SUPPLIED RECORDS |

____________________

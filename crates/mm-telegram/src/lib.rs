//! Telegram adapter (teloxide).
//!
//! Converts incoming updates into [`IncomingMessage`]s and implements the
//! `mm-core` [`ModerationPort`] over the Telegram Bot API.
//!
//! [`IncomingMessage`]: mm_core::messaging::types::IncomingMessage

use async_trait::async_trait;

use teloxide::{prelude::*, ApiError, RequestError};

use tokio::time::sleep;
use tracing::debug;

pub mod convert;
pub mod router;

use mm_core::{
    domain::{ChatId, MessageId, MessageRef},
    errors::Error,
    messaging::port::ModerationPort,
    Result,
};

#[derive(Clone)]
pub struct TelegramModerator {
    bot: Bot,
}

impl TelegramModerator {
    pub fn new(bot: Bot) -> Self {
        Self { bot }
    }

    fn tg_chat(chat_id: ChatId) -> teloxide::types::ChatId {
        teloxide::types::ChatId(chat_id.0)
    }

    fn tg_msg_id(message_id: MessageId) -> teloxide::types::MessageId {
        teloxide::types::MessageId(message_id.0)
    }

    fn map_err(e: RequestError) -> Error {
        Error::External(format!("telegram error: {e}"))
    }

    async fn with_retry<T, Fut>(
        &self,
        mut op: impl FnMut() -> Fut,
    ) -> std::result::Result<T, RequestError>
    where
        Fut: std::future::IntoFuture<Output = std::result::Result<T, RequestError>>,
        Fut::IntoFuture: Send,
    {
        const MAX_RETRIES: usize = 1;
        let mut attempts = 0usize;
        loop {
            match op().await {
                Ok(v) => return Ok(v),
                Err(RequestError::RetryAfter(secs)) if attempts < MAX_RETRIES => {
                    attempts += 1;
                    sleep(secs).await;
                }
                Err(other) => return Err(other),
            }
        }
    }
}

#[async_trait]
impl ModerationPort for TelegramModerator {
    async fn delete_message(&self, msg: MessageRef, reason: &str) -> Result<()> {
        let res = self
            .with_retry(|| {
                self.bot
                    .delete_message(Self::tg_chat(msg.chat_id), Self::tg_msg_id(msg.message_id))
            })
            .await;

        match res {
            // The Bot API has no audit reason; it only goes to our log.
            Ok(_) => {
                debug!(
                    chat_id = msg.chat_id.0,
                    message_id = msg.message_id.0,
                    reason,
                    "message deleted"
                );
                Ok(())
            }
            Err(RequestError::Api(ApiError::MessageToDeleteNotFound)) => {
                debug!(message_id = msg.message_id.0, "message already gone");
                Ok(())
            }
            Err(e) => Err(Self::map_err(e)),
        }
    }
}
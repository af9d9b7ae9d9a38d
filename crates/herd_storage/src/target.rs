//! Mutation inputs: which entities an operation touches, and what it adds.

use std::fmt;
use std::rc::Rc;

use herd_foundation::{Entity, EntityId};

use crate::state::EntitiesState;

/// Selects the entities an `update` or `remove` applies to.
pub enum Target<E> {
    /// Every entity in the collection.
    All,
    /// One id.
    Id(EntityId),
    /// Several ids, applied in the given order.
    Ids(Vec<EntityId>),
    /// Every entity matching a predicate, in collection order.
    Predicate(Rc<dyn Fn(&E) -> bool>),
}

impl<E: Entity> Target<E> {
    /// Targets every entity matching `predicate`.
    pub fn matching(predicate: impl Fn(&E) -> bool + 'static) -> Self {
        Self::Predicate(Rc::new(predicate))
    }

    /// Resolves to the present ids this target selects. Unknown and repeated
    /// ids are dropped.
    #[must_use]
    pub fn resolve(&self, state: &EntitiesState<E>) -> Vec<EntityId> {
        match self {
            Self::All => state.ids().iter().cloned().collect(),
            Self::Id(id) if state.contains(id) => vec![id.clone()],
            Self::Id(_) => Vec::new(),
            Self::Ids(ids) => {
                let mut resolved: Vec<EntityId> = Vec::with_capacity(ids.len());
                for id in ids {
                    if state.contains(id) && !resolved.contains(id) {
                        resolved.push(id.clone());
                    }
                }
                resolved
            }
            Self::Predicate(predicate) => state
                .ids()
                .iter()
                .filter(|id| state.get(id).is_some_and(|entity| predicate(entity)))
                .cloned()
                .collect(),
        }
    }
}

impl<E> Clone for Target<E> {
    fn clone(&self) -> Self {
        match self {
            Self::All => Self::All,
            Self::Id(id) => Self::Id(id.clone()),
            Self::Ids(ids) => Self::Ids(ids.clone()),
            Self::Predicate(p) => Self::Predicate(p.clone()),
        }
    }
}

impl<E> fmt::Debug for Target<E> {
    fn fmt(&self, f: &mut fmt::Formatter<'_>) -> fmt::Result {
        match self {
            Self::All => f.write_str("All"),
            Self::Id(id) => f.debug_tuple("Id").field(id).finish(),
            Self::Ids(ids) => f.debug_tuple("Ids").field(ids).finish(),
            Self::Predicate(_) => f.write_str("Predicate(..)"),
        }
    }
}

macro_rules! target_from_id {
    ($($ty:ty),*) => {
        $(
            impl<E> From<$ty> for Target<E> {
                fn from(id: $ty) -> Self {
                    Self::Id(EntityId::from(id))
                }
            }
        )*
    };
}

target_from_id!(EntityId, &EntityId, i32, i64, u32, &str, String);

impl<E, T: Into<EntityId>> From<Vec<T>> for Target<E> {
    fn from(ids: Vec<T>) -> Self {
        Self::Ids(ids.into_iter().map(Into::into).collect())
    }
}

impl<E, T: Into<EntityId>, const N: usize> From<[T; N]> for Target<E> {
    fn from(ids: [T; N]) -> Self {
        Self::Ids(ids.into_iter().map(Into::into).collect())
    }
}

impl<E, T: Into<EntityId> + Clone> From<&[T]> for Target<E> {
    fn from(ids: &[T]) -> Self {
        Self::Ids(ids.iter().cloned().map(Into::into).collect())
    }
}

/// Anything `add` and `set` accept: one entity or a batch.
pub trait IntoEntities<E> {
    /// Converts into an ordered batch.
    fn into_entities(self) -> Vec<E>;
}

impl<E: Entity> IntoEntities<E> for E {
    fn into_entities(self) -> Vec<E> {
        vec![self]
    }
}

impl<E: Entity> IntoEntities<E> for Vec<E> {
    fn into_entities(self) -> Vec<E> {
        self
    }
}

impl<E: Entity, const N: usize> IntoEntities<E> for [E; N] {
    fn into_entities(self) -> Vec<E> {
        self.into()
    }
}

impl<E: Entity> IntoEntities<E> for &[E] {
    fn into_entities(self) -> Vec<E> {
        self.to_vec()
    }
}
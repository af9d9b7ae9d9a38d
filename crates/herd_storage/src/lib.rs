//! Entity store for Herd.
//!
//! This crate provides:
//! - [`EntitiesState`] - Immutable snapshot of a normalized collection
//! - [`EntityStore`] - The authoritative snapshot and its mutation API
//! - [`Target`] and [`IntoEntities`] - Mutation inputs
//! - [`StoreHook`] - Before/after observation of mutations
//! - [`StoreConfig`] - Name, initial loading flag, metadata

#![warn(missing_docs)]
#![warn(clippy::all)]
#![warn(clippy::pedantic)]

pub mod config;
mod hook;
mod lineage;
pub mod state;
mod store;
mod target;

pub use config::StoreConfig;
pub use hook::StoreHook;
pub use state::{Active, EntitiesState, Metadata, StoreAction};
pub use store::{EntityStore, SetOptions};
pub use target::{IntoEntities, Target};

____________________

WHAT YOU WILL DO |
Every entry needs to be copied exactly as it was written.

RESULT OF THIS EXERCISE |
filename crates/mm-telegram/src/lib.rs
//! Telegram adapter (teloxide).
//!
//! Converts incoming updates into [`IncomingMessage`]s and implements the
//! `mm-core` [`ModerationPort`] over the Telegram Bot API.
//!
//! [`IncomingMessage`]: mm_core::messaging::types::IncomingMessage

use async_trait::async_trait;

use teloxide::{prelude::*, ApiError, RequestError};

use tokio::time::sleep;
use tracing::debug;

pub mod convert;
pub mod router;

use mm_core::{
    domain::{ChatId, MessageId, MessageRef},
    errors::Error,
    messaging::port::ModerationPort,
    Result,
};

#[derive(Clone)]
pub struct TelegramModerator {
    bot: Bot,
}

impl TelegramModerator {
    pub fn new(bot: Bot) -> Self {
        Self { bot }
    }

    fn tg_chat(chat_id: ChatId) -> teloxide::types::ChatId {
        teloxide::types::ChatId(chat_id.0)
    }

    fn tg_msg_id(message_id: MessageId) -> teloxide::types::MessageId {
        teloxide::types::MessageId(message_id.0)
    }

    fn map_err(e: RequestError) -> Error {
        Error::External(format!("telegram error: {e}"))
    }

    async fn with_retry<T, Fut>(
        &self,
        mut op: impl FnMut() -> Fut,
    ) -> std::result::Result<T, RequestError>
    where
        Fut: std::future::IntoFuture<Output = std::result::Result<T, RequestError>>,
        Fut::IntoFuture: Send,
    {
        const MAX_RETRIES: usize = 1;
        let mut attempts = 0usize;
        loop {
            match op().await {
                Ok(v) => return Ok(v),
                Err(RequestError::RetryAfter(secs)) if attempts < MAX_RETRIES => {
                    attempts += 1;
                    sleep(secs).await;
                }
                Err(other) => return Err(other),
            }
        }
    }
}

#[async_trait]
impl ModerationPort for TelegramModerator {
    async fn delete_message(&self, msg: MessageRef, reason: &str) -> Result<()> {
        let res = self
            .with_retry(|| {
                self.bot
                    .delete_message(Self::tg_chat(msg.chat_id), Self::tg_msg_id(msg.message_id))
            })
            .await;

        match res {
            // The Bot API has no audit reason; it only goes to our log.
            Ok(_) => {
                debug!(
                    chat_id = msg.chat_id.0,
                    message_id = msg.message_id.0,
                    reason,
                    "message deleted"
                );
                Ok(())
            }
            Err(RequestError::Api(ApiError::MessageToDeleteNotFound)) => {
                debug!(message_id = msg.message_id.0, "message already gone");
                Ok(())
            }
            Err(e) => Err(Self::map_err(e)),
        }
    }
}
repository af9d9b7ae9d9a38d
filename crates/herd_storage/src/target.rs
//! Mutation inputs: which entities an operation touches, and what it adds.

use std::fmt;
use std::rc::Rc;

use herd_foundation::{Entity, EntityId};

use crate::state::EntitiesState;

/// Selects the entities an `update` or `remove` applies to.
pub enum Target<E> {
    /// Every entity in the collection.
    All,
    /// One id.
    Id(EntityId),
    /// Several ids, applied in the given order.
    Ids(Vec<EntityId>),
    /// Every entity matching a predicate, in collection order.
    Predicate(Rc<dyn Fn(&E) -> bool>),
}

impl<E: Entity> Target<E> {
    /// Targets every entity matching `predicate`.
    pub fn matching(predicate: impl Fn(&E) -> bool + 'static) -> Self {
        Self::Predicate(Rc::new(predicate))
    }

    /// Resolves to the present ids this target selects. Unknown and repeated
    /// ids are dropped.
    #[must_use]
    pub fn resolve(&self, state: &EntitiesState<E>) -> Vec<EntityId> {
        match self {
            Self::All => state.ids().iter().cloned().collect(),
            Self::Id(id) if state.contains(id) => vec![id.clone()],
            Self::Id(_) => Vec::new(),
            Self::Ids(ids) => {
                let mut resolved: Vec<EntityId> = Vec::with_capacity(ids.len());
                for id in ids {
                    if state.contains(id) && !resolved.contains(id) {
                        resolved.push(id.clone());
                    }
                }
                resolved
            }
            Self::Predicate(predicate) => state
                .ids()
                .iter()
                .filter(|id| state.get(id).is_some_and(|entity| predicate(entity)))
                .cloned()
                .collect(),
        }
    }
}

impl<E> Clone for Target<E> {
    fn clone(&self) -> Self {
        match self {
            Self::All => Self::All,
            Self::Id(id) => Self::Id(id.clone()),
            Self::Ids(ids) => Self::Ids(ids.clone()),
            Self::Predicate(p) => Self::Predicate(p.clone()),
        }
    }
}

impl<E> fmt::Debug for Target<E> {
    fn fmt(&self, f: &mut fmt::Formatter<'_>) -> fmt::Result {
        match self {
            Self::All => f.write_str("All"),
            Self::Id(id) => f.debug_tuple("Id").field(id).finish(),
            Self::Ids(ids) => f.debug_tuple("Ids").field(ids).finish(),
            Self::Predicate(_) => f.write_str("Predicate(..)"),
        }
    }
}

macro_rules! target_from_id {
    ($($ty:ty),*) => {
        $(
            impl<E> From<$ty> for Target<E> {
                fn from(id: $ty) -> Self {
                    Self::Id(EntityId::from(id))
                }
            }
        )*
    };
}

target_from_id!(EntityId, &EntityId, i32, i64, u32, &str, String);

impl<E, T: Into<EntityId>> From<Vec<T>> for Target<E> {
    fn from(ids: Vec<T>) -> Self {
        Self::Ids(ids.into_iter().map(Into::into).collect())
    }
}

impl<E, T: Into<EntityId>, const N: usize> From<[T; N]> for Target<E> {
    fn from(ids: [T; N]) -> Self {
        Self::Ids(ids.into_iter().map(Into::into).collect())
    }
}

impl<E, T: Into<EntityId> + Clone> From<&[T]> for Target<E> {
    fn from(ids: &[T]) -> Self {
        Self::Ids(ids.iter().cloned().map(Into::into).collect())
    }
}

/// Anything `add` and `set` accept: one entity or a batch.
pub trait IntoEntities<E> {
    /// Converts into an ordered batch.
    fn into_entities(self) -> Vec<E>;
}

impl<E: Entity> IntoEntities<E> for E {
    fn into_entities(self) -> Vec<E> {
        vec![self]
    }
}

impl<E: Entity> IntoEntities<E> for Vec<E> {
    fn into_entities(self) -> Vec<E> {
        self
    }
}

impl<E: Entity, const N: usize> IntoEntities<E> for [E; N] {
    fn into_entities(self) -> Vec<E> {
        self.into()
    }
}

impl<E: Entity> IntoEntities<E> for &[E] {
    fn into_entities(self) -> Vec<E> {
        self.to_vec()
    }
}
repository af9d9b7ae9d9a38d
filename crates/herd_storage/src/lib.rs
//! Entity store for Herd.
//!
//! This crate provides:
//! - [`EntitiesState`] - Immutable snapshot of a normalized collection
//! - [`EntityStore`] - The authoritative snapshot and its mutation API
//! - [`Target`] and [`IntoEntities`] - Mutation inputs
//! - [`StoreHook`] - Before/after observation of mutations
//! - [`StoreConfig`] - Name, initial loading flag, metadata

#![warn(missing_docs)]
#![warn(clippy::all)]
#![warn(clippy::pedantic)]

pub mod config;
mod hook;
mod lineage;
pub mod state;
mod store;
mod target;

pub use config::StoreConfig;
pub use hook::StoreHook;
pub use state::{Active, EntitiesState, Metadata, StoreAction};
pub use store::{EntityStore, SetOptions};
pub use target::{IntoEntities, Target};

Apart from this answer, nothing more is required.